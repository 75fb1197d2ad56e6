//! OpenAI embedding provider (`POST /embeddings`).

use crate::embeddings::EmbeddingProvider;
use docchat_core::{AppError, AppResult};
use reqwest::Client;
use serde::{Deserialize, Serialize};
use std::time::Duration;

#[derive(Debug, Serialize)]
struct EmbeddingRequest<'a> {
    model: &'a str,
    input: &'a [String],
}

#[derive(Debug, Deserialize)]
struct EmbeddingResponse {
    data: Vec<EmbeddingData>,
}

#[derive(Debug, Deserialize)]
struct EmbeddingData {
    index: usize,
    embedding: Vec<f32>,
}

#[derive(Debug, Deserialize)]
struct ErrorEnvelope {
    error: ErrorBody,
}

#[derive(Debug, Deserialize)]
struct ErrorBody {
    message: String,
}

#[derive(Debug)]
pub struct OpenAiProvider {
    client: Client,
    base_url: String,
    api_key: String,
    model: String,
    dimensions: usize,
}

impl OpenAiProvider {
    pub const DEFAULT_BASE_URL: &'static str = "https://api.openai.com/v1";

    pub fn new(
        base_url: &str,
        api_key: &str,
        model: &str,
        dimensions: usize,
        timeout: Duration,
    ) -> AppResult<Self> {
        let client = Client::builder()
            .timeout(timeout)
            .build()
            .map_err(|e| AppError::Embedding(format!("Failed to create HTTP client: {}", e)))?;

        Ok(Self {
            client,
            base_url: base_url.trim_end_matches('/').to_string(),
            api_key: api_key.to_string(),
            model: model.to_string(),
            dimensions,
        })
    }

    /// Order vectors by their `index` and check count and width.
    fn collect_vectors(&self, response: EmbeddingResponse, expected: usize) -> AppResult<Vec<Vec<f32>>> {
        let mut data = response.data;
        if data.len() != expected {
            return Err(AppError::Embedding(format!(
                "OpenAI returned {} embeddings for {} inputs",
                data.len(),
                expected
            )));
        }
        data.sort_by_key(|d| d.index);

        data.into_iter()
            .map(|d| {
                if d.embedding.len() != self.dimensions {
                    Err(AppError::Embedding(format!(
                        "OpenAI model '{}' returned {} dimensions, expected {}",
                        self.model,
                        d.embedding.len(),
                        self.dimensions
                    )))
                } else {
                    Ok(d.embedding)
                }
            })
            .collect()
    }
}

#[async_trait::async_trait]
impl EmbeddingProvider for OpenAiProvider {
    fn provider_name(&self) -> &str {
        "openai"
    }

    fn model_name(&self) -> &str {
        &self.model
    }

    fn dimensions(&self) -> usize {
        self.dimensions
    }

    async fn embed_batch(&self, texts: &[String]) -> AppResult<Vec<Vec<f32>>> {
        if texts.is_empty() {
            return Ok(Vec::new());
        }

        tracing::debug!(model = %self.model, count = texts.len(), "Sending embedding request");

        let url = format!("{}/embeddings", self.base_url);
        let response = self
            .client
            .post(&url)
            .bearer_auth(&self.api_key)
            .json(&EmbeddingRequest {
                model: &self.model,
                input: texts,
            })
            .send()
            .await
            .map_err(|e| {
                if e.is_timeout() {
                    AppError::Embedding(format!("OpenAI embedding request timed out: {}", e))
                } else {
                    AppError::Embedding(format!("Failed to send request to OpenAI: {}", e))
                }
            })?;

        let status = response.status();
        if !status.is_success() {
            let error_text = response
                .text()
                .await
                .unwrap_or_else(|_| "Unknown error".to_string());
            let message = serde_json::from_str::<ErrorEnvelope>(&error_text)
                .map(|envelope| envelope.error.message)
                .unwrap_or(error_text);
            return Err(AppError::Embedding(format!(
                "OpenAI API error ({}): {}",
                status, message
            )));
        }

        let parsed: EmbeddingResponse = response
            .json()
            .await
            .map_err(|e| AppError::Embedding(format!("Failed to parse OpenAI response: {}", e)))?;

        self.collect_vectors(parsed, texts.len())
    }
}
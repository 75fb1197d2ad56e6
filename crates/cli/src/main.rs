//! docchat CLI
//!
//! Entry point for the documentation chatbot: build the dataset index,
//! ask single questions, or serve the chat over HTTP.

mod commands;
mod server;

use clap::{Parser, Subcommand};
use commands::{AskCommand, IndexCommand, ServeCommand};
use docchat_core::{config::AppConfig, logging, AppResult};
use std::path::PathBuf;

/// docchat - answer questions over a documentation dataset
#[derive(Parser, Debug)]
#[command(name = "docchat")]
#[command(about = "Retrieval-augmented chat over documentation", long_about = None)]
#[command(version)]
struct Cli {
    /// Path to workspace directory (default: current directory)
    #[arg(short, long, global = true, env = "DOCCHAT_WORKSPACE")]
    workspace: Option<PathBuf>,

    /// Path to config file
    #[arg(short, long, global = true, env = "DOCCHAT_CONFIG")]
    config: Option<PathBuf>,

    /// Log level (error, warn, info, debug, trace)
    #[arg(long, global = true, env = "RUST_LOG")]
    log_level: Option<String>,

    /// Enable verbose output (sets log level to debug)
    #[arg(short, long, global = true)]
    verbose: bool,

    /// Disable colored output
    #[arg(long, global = true, env = "NO_COLOR")]
    no_color: bool,

    /// Emit logs as JSON lines
    #[arg(long, global = true, env = "DOCCHAT_LOG_JSON")]
    log_json: bool,

    /// LLM provider (openai, ollama)
    #[arg(short, long, global = true, env = "DOCCHAT_PROVIDER")]
    provider: Option<String>,

    /// Model identifier
    #[arg(short, long, global = true, env = "DOCCHAT_MODEL")]
    model: Option<String>,

    #[command(subcommand)]
    command: Commands,
}

#[derive(Subcommand, Debug)]
enum Commands {
    /// Serve the chat API and browser UI
    Serve(ServeCommand),

    /// Load or build the dataset index
    Index(IndexCommand),

    /// Ask one question
    Ask(AskCommand),
}

#[tokio::main]
async fn main() -> AppResult<()> {
    let cli = Cli::parse();

    // Workspace and config path decide which YAML is merged, so they apply first
    let config = AppConfig::load_from(cli.workspace.clone(), cli.config.clone())?;

    let config = config.with_overrides(
        cli.workspace,
        cli.config,
        cli.provider,
        cli.model,
        cli.log_level,
        cli.verbose,
        cli.no_color,
        cli.log_json,
    );

    logging::init_logging(config.log_level.as_deref(), config.no_color, config.log_json)?;

    tracing::info!("docchat starting");
    tracing::debug!("Workspace: {:?}", config.workspace);
    tracing::debug!("Provider: {}", config.provider);
    tracing::debug!("Model: {}", config.model);

    config.ensure_state_dir()?;

    let command_name = match &cli.command {
        Commands::Serve(_) => "serve",
        Commands::Index(_) => "index",
        Commands::Ask(_) => "ask",
    };
    let _span = tracing::info_span!("command", name = command_name).entered();

    // Indexing never talks to the language model
    if !matches!(cli.command, Commands::Index(_)) {
        config.validate()?;
    }

    let result = match cli.command {
        Commands::Serve(cmd) => cmd.execute(&config).await,
        Commands::Index(cmd) => cmd.execute(&config).await,
        Commands::Ask(cmd) => cmd.execute(&config).await,
    };

    match &result {
        Ok(_) => tracing::info!("Command completed successfully"),
        Err(e) => tracing::error!("Command failed: {}", e),
    }

    result
}
//! Syntax-aware splitter for scripts and markup, backed by tree-sitter.

use super::{collect_chunks, splitter_config, ChunkSplitter};
use crate::chunk::{Chunk, ChunkConfig, ContentBucket, ScriptLanguage};
use docchat_core::{AppError, AppResult};
use text_splitter::CodeSplitter as ExternalCodeSplitter;

pub struct CodeSplitter {
    language: tree_sitter::Language,
    bucket: ContentBucket,
}

impl CodeSplitter {
    /// Splitter for JavaScript and TypeScript sources.
    pub fn script(language: ScriptLanguage) -> Self {
        Self {
            language: language.tree_sitter_language(),
            bucket: ContentBucket::Script,
        }
    }

    /// Splitter for HTML, breaking at element boundaries.
    pub fn markup() -> Self {
        Self {
            language: tree_sitter_html::LANGUAGE.into(),
            bucket: ContentBucket::Markup,
        }
    }
}

impl ChunkSplitter for CodeSplitter {
    fn split(&self, source: &str, text: &str, config: &ChunkConfig) -> AppResult<Vec<Chunk>> {
        let splitter = ExternalCodeSplitter::new(self.language.clone(), splitter_config(config)?)
            .map_err(|e| AppError::Knowledge(format!("Failed to create code splitter: {}", e)))?;

        let chunks = collect_chunks(source, self.bucket, "code", splitter.chunk_indices(text));

        tracing::debug!(
            "Code splitter ({}) created {} chunks from {} bytes",
            self.bucket.as_str(),
            chunks.len(),
            text.len()
        );

        Ok(chunks)
    }
}

#[cfg(test)]
mod tests {
    use super::*;
    use crate::chunk::reassemble;

    fn small_config() -> ChunkConfig {
        ChunkConfig {
            chunk_size: 150,
            chunk_overlap: 20,
        }
    }

    #[test]
    fn test_typescript_chunks() {
        let code = r#"
export interface CartItem {
    sku: string;
    quantity: number;
}

export function addToCart(cart: CartItem[], item: CartItem): CartItem[] {
    const existing = cart.find((i) => i.sku === item.sku);
    if (existing) {
        existing.quantity += item.quantity;
        return cart;
    }
    return [...cart, item];
}

export function cartTotal(cart: CartItem[]): number {
    return cart.reduce((sum, item) => sum + item.quantity, 0);
}
"#;
        let splitter = CodeSplitter::script(ScriptLanguage::TypeScript);
        let chunks = splitter.split("src/cart.ts", code, &small_config()).unwrap();

        assert!(chunks.len() > 1);
        for chunk in &chunks {
            assert!(chunk.metadata.char_count <= 150);
            assert_eq!(chunk.metadata.bucket, ContentBucket::Script);
        }
        assert_eq!(reassemble(&chunks), code);
    }

    #[test]
    fn test_tsx_chunks() {
        let code = "export const Price = ({ value }: { value: number }) => <span className=\"price\">{value}</span>;\n".repeat(4);
        let splitter = CodeSplitter::script(ScriptLanguage::Tsx);
        let chunks = splitter.split("src/Price.tsx", &code, &small_config()).unwrap();
        assert_eq!(reassemble(&chunks), code);
    }

    #[test]
    fn test_html_chunks() {
        let mut html = String::from("<html><body>\n");
        for i in 0..10 {
            html.push_str(&format!("<section><h2>Section {}</h2><p>Checkout step {} details.</p></section>\n", i, i));
        }
        html.push_str("</body></html>\n");

        let chunks = CodeSplitter::markup()
            .split("static/checkout.html", &html, &small_config())
            .unwrap();

        assert!(chunks.len() > 1);
        for chunk in &chunks {
            assert!(chunk.metadata.char_count <= 150);
            assert_eq!(chunk.metadata.bucket, ContentBucket::Markup);
        }
        assert_eq!(reassemble(&chunks), html);
    }
}
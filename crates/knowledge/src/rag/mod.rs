//! Retrieval-augmented answering.
//!
//! A question flows through [`ChatEngine::ask`]:
//! 1. retrieve the closest chunks and draft an answer ([`AnswerChain`])
//! 2. probe the draft's links ([`LinkValidator`])
//! 3. rewrite the draft without unreachable links ([`LinkCorrectionChain`])
//! 4. record the turn in the session's history

pub mod chain;
pub mod history;
pub mod links;
pub mod retriever;
pub mod types;

pub use chain::{AnswerChain, ChatEngine, DraftAnswer, LinkCorrectionChain};
pub use history::{format_chat_history, ConversationStore};
pub use links::{extract_links, strip_unvalidated, HttpProbe, LinkProbe, LinkValidator};
pub use retriever::Retriever;
pub use types::{ChatAnswer, ChatTurn, Hyperlink, RetrievedChunk};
* * *
## WORK ORDER
In the entries above, find each line with the word "Option" and show it.

## RESPONSE FOR THIS EXERCISE
    workspace: Option<PathBuf>,
    config: Option<PathBuf>,
    log_level: Option<String>,
    provider: Option<String>,
    model: Option<String>,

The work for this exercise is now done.